Municipal Revenue and the MLTT

In the 2014 Ontario budget, which will be introduced in mid-July, the government reaffirmed their commitment to upload the cost of social assistance benefit programs and court security and prisoner transportation costs off the property tax base. The 2008 Joint Provincial Municipal Fiscal and Social Service Delivery Review (PMFSDR) estimated that municipalities would see a net benefit of $1.5 billion per year by 2018. According to May 1st’s budget, “As a result of the uploads, municipalities are seeing over $1.5 billion in savings in 2014 alone, which is equivalent of nearly 10 per cent of property tax revenue in the province. These savings will continue to grow until full implementation of the provincial uploads by 2018”.

The budget also reiterated the government’s 2013 budget announcement to review options, “to ensure Ontario’s property tax system is fair, accurate and predictable”.

Most recently, in an interview with CTV Toronto, Premier Wynne indicated that the new Minister of Municipal Affairs and Housing would have to tackle the issue of allowing municipalities to raise taxes. With the exception of Toronto, municipalities in Ontario are limited to raising revenue through property taxes and user fees. The City of Toronto is unique, in that they were given expanded taxation powers under the City of Toronto Act, 2006. While the Act did not prescribe what tax the city could or should implement, the Act gave the city the authority to impose the Toronto land transfer tax.

Ontario REALTORS® understand that taxes are crucial to delivering social services all residents depend and count on. However, from provincial land transfer taxes to property taxes, Ontario home owners and home buyers already pay their fair share.

As a result of the MLTT in Toronto, the average home buyer in the city pays an average of $15,000 in municipal and provincial LTTs, upfront, every time they move.
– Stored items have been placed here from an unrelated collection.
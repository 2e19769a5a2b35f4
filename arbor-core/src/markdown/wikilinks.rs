//! Wikilink transformation for [[target]] and [[target|text]] syntax.
//!
//! Targets are relative document paths (`other`, `../notes/other`), not
//! slugs; resolution against the source tree happens in the graph pass.

use super::events::event_into_static;
use pulldown_cmark::{CowStr, Event, Tag, TagEnd};

/// Transformer for wikilink syntax
pub struct WikilinkTransformer {
    extension: &'static str,
}

impl WikilinkTransformer {
    pub fn new(keep_extension: bool) -> Self {
        Self {
            extension: if keep_extension { ".html" } else { "" },
        }
    }

    /// Transform events, converting [[wikilinks]] to HTML links.
    ///
    /// Returns (transformed_events, raw_targets).
    pub fn transform(&self, events: Vec<Event<'_>>) -> (Vec<Event<'static>>, Vec<String>) {
        let mut result = Vec::new();
        let mut targets = Vec::new();
        let mut i = 0;
        let mut in_code_block = false;

        while i < events.len() {
            match &events[i] {
                Event::Start(Tag::CodeBlock(_)) => {
                    in_code_block = true;
                    result.push(event_into_static(events[i].clone()));
                    i += 1;
                    continue;
                }
                Event::End(TagEnd::CodeBlock) => {
                    in_code_block = false;
                    result.push(event_into_static(events[i].clone()));
                    i += 1;
                    continue;
                }
                _ => {}
            }

            // Wikilinks inside code blocks stay literal
            if in_code_block {
                result.push(event_into_static(events[i].clone()));
                i += 1;
                continue;
            }

            if let Event::Text(_) = &events[i] {
                // The parser may split a [[target]] across consecutive text
                // events; merge before scanning
                let mut merged = String::new();
                while i < events.len() {
                    if let Event::Text(text) = &events[i] {
                        merged.push_str(text.as_ref());
                        i += 1;
                    } else {
                        break;
                    }
                }

                if merged.contains("[[") && merged.contains("]]") {
                    self.process_text(&merged, &mut result, &mut targets);
                } else {
                    result.push(Event::Text(CowStr::Boxed(merged.into_boxed_str())));
                }
            } else {
                result.push(event_into_static(events[i].clone()));
                i += 1;
            }
        }

        (result, targets)
    }

    fn process_text(
        &self,
        text: &str,
        events: &mut Vec<Event<'static>>,
        targets: &mut Vec<String>,
    ) {
        let mut remaining = text;

        while let Some(start) = remaining.find("[[") {
            if start > 0 {
                events.push(Event::Text(CowStr::Boxed(
                    remaining[..start].to_string().into_boxed_str(),
                )));
            }

            if let Some(end) = remaining[start..].find("]]") {
                let wikilink = &remaining[start + 2..start + end];
                if let Some(target) = self.emit_link(wikilink, events) {
                    targets.push(target);
                }
                remaining = &remaining[start + end + 2..];
            } else {
                // No closing ]], keep the rest literal
                events.push(Event::Text(CowStr::Boxed(
                    remaining.to_string().into_boxed_str(),
                )));
                return;
            }
        }

        if !remaining.is_empty() {
            events.push(Event::Text(CowStr::Boxed(
                remaining.to_string().into_boxed_str(),
            )));
        }
    }

    fn emit_link(&self, wikilink: &str, events: &mut Vec<Event<'static>>) -> Option<String> {
        // Parse [[target|display text]] or [[target]]
        let (target, display) = if let Some(pipe) = wikilink.find('|') {
            (wikilink[..pipe].trim(), wikilink[pipe + 1..].trim())
        } else {
            (wikilink.trim(), wikilink.trim())
        };

        if target.is_empty() {
            events.push(Event::Text(CowStr::Boxed(
                format!("[[{wikilink}]]").into_boxed_str(),
            )));
            return None;
        }

        let href = format!("{}{}", target, self.extension);

        events.push(Event::Start(Tag::Link {
            link_type: pulldown_cmark::LinkType::Inline,
            dest_url: CowStr::Boxed(href.into_boxed_str()),
            title: CowStr::Borrowed(""),
            id: CowStr::Borrowed(""),
        }));
        events.push(Event::Text(CowStr::Boxed(
            display.to_string().into_boxed_str(),
        )));
        events.push(Event::End(TagEnd::Link));

        Some(target.to_string())
    }
}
This may force many home owners to tolerate living in ill-suited homes for longer than they would have otherwise. For many other Torontonians, this increased cost creates a barrier to home ownership.

In addition, the MLTT has hurt the housing market and cost Toronto jobs. According to a study by the C.D. Howe Institute, the Toronto LTT resulted in a 16 percent drop in residential home sales. A study by Altus Group Economics Consulting found that since there were fewer real estate transactions the city lost $2.3 billion in economic activity as well as 15,000 jobs.

OREA’s GR team will continue monitoring any discussion on expanding municipal taxation powers and will continue to proactively work to prevent the spread of the MLTT to other Ontario municipalities.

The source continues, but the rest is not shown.